### Task brief
Your answer should be a number only: the count of lines in the following entries that contain "UserId".

....

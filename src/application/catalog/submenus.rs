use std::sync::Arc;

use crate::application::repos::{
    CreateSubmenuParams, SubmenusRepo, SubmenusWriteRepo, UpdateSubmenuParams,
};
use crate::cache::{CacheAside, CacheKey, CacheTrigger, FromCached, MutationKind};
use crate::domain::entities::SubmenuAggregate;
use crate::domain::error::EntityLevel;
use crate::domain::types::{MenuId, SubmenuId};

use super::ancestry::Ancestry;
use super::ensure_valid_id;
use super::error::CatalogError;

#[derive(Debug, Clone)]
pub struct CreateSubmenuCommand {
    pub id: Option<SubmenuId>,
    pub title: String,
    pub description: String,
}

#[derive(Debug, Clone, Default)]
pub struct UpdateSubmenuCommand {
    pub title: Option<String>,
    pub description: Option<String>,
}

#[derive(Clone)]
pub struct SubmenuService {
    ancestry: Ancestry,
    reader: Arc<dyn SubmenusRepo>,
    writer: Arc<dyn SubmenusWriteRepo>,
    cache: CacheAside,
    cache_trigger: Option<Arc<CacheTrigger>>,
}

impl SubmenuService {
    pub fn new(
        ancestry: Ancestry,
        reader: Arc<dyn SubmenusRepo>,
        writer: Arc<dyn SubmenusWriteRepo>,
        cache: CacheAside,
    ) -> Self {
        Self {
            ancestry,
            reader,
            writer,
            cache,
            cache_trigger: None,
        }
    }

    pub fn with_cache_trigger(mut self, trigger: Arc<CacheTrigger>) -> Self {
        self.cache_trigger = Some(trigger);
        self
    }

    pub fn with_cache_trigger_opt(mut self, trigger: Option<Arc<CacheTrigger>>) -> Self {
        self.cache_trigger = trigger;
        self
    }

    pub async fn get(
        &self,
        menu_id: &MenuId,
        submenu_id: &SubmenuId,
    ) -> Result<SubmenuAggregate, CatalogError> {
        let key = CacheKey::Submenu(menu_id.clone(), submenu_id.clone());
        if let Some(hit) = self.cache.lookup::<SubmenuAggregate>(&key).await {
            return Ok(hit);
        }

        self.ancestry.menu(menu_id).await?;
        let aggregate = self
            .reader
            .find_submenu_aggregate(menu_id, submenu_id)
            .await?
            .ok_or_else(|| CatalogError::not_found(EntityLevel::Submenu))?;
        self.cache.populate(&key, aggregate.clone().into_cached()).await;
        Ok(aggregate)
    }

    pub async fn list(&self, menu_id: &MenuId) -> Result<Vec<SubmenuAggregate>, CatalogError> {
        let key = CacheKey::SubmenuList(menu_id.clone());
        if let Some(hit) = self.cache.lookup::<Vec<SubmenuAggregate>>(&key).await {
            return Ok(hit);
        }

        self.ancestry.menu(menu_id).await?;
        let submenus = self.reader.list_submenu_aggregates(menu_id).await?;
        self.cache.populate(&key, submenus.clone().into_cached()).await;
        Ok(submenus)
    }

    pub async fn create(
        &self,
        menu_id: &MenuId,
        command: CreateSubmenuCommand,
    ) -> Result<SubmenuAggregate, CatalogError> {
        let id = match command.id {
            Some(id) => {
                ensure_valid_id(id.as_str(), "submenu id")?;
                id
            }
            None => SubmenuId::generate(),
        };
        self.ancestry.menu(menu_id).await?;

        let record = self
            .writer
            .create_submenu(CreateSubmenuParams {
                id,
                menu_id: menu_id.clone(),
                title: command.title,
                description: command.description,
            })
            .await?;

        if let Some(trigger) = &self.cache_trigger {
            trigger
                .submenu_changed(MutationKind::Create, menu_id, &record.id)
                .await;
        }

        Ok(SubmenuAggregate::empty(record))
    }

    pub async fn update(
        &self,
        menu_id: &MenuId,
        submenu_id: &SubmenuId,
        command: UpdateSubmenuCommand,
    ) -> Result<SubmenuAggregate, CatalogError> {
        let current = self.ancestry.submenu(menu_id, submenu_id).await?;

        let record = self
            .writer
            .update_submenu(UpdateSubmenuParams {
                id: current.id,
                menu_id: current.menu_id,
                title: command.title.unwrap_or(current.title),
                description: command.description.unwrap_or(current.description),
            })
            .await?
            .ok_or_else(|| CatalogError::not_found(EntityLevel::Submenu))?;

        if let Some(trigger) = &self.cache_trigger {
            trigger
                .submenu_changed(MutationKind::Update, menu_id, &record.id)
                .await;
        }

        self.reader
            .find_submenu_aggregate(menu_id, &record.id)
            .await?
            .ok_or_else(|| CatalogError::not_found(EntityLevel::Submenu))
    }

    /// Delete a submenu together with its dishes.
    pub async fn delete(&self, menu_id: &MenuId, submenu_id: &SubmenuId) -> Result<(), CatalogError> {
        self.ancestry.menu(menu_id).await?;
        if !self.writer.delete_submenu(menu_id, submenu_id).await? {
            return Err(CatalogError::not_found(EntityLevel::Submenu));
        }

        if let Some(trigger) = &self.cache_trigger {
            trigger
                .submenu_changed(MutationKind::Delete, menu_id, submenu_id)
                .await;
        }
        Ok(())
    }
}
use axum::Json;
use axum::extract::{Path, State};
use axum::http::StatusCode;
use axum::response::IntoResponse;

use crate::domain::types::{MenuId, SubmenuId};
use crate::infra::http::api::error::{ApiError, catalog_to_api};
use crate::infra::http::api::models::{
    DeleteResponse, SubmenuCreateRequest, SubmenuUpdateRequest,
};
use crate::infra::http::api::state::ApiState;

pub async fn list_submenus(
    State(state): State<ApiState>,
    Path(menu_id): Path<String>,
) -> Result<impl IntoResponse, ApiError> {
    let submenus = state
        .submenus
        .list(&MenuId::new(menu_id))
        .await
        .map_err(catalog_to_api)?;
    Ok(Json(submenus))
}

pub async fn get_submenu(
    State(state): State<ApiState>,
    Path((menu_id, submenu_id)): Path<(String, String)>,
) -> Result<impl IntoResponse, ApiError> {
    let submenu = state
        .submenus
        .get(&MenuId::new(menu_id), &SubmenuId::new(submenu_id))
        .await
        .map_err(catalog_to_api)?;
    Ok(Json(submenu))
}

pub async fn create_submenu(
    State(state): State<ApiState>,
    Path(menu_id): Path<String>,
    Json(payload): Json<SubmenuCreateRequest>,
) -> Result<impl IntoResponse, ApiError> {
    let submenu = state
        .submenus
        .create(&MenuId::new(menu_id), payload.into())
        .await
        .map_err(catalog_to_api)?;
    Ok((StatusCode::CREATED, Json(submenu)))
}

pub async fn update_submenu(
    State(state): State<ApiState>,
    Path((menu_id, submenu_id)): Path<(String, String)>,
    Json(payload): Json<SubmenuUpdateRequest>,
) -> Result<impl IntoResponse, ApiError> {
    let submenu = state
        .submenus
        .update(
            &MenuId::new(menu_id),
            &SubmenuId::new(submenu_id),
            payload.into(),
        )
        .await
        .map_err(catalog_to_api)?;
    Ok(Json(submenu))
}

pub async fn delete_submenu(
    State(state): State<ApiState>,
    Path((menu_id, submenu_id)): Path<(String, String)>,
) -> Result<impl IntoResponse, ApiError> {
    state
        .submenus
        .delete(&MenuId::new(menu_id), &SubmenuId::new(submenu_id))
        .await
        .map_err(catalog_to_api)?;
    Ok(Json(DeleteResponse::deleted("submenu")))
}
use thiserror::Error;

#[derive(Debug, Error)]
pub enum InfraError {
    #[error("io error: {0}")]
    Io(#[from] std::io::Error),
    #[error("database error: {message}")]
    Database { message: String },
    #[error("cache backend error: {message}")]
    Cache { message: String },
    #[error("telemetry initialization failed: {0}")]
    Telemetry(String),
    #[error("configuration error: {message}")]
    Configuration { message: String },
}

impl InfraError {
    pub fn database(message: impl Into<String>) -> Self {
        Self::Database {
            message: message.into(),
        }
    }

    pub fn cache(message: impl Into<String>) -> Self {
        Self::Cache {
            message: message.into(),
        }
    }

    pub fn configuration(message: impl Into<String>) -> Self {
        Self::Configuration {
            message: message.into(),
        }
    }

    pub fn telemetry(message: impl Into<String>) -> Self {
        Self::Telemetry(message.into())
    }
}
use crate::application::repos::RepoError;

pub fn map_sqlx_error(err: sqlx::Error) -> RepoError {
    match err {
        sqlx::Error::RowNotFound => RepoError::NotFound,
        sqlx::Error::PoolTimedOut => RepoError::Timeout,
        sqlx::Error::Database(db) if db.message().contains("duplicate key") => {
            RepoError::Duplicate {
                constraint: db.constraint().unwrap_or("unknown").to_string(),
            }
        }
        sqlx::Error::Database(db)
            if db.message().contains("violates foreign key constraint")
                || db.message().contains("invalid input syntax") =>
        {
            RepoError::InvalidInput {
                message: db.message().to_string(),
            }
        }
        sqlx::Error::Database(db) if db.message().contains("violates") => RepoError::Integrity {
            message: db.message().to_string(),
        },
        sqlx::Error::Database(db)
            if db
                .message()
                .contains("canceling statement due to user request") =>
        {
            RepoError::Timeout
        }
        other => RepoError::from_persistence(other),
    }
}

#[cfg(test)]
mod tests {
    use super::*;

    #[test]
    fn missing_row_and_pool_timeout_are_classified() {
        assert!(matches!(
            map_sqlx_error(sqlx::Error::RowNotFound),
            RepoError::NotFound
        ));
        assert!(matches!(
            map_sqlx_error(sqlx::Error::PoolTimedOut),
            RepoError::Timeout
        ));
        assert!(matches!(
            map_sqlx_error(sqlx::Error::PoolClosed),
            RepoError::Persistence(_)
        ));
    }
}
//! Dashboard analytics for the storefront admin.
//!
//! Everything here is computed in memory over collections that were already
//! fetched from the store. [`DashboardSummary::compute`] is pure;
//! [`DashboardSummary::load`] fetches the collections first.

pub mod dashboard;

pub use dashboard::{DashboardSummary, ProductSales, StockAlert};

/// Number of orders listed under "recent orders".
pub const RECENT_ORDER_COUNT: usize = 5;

....

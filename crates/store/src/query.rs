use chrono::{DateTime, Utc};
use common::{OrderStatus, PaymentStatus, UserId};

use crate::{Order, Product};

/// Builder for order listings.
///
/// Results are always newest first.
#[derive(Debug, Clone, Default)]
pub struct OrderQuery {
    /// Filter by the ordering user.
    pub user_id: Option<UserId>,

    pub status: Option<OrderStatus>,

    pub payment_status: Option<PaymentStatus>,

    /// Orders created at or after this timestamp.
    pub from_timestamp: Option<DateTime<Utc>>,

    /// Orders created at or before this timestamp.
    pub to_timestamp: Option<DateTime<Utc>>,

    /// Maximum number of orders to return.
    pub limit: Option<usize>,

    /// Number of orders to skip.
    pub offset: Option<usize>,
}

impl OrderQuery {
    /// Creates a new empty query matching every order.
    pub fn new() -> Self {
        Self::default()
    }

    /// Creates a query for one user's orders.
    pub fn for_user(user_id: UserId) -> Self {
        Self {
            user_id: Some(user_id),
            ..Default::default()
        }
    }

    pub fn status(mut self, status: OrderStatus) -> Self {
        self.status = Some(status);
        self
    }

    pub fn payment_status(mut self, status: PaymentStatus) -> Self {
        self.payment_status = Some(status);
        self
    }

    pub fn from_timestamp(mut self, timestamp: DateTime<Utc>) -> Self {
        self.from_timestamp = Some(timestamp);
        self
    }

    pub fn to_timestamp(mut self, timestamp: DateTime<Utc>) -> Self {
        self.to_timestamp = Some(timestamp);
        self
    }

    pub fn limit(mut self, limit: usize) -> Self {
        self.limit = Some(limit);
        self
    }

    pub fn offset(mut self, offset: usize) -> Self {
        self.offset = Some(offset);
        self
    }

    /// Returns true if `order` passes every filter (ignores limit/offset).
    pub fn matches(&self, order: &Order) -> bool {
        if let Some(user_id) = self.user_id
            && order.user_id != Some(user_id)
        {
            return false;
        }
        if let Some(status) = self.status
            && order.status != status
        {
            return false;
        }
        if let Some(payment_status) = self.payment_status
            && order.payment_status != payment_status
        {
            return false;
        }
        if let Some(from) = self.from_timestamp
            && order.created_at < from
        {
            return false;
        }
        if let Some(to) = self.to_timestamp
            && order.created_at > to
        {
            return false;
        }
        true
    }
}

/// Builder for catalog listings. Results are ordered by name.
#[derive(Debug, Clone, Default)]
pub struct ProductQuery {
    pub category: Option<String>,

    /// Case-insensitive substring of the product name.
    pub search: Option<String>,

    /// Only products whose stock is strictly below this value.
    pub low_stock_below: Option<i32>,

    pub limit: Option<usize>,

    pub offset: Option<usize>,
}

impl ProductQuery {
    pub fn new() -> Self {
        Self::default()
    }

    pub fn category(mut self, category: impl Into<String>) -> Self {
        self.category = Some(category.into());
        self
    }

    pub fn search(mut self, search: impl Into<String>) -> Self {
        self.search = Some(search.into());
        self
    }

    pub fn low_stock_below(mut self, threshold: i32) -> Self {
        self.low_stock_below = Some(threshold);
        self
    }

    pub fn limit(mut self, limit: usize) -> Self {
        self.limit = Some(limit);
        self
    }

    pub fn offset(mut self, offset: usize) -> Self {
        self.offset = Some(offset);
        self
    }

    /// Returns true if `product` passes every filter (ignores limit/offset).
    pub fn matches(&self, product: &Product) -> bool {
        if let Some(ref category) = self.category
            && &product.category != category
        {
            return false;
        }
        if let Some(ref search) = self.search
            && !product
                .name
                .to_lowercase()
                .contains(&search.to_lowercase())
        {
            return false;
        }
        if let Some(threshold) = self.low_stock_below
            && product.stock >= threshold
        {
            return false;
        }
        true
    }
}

....

### Answer to this exercise
3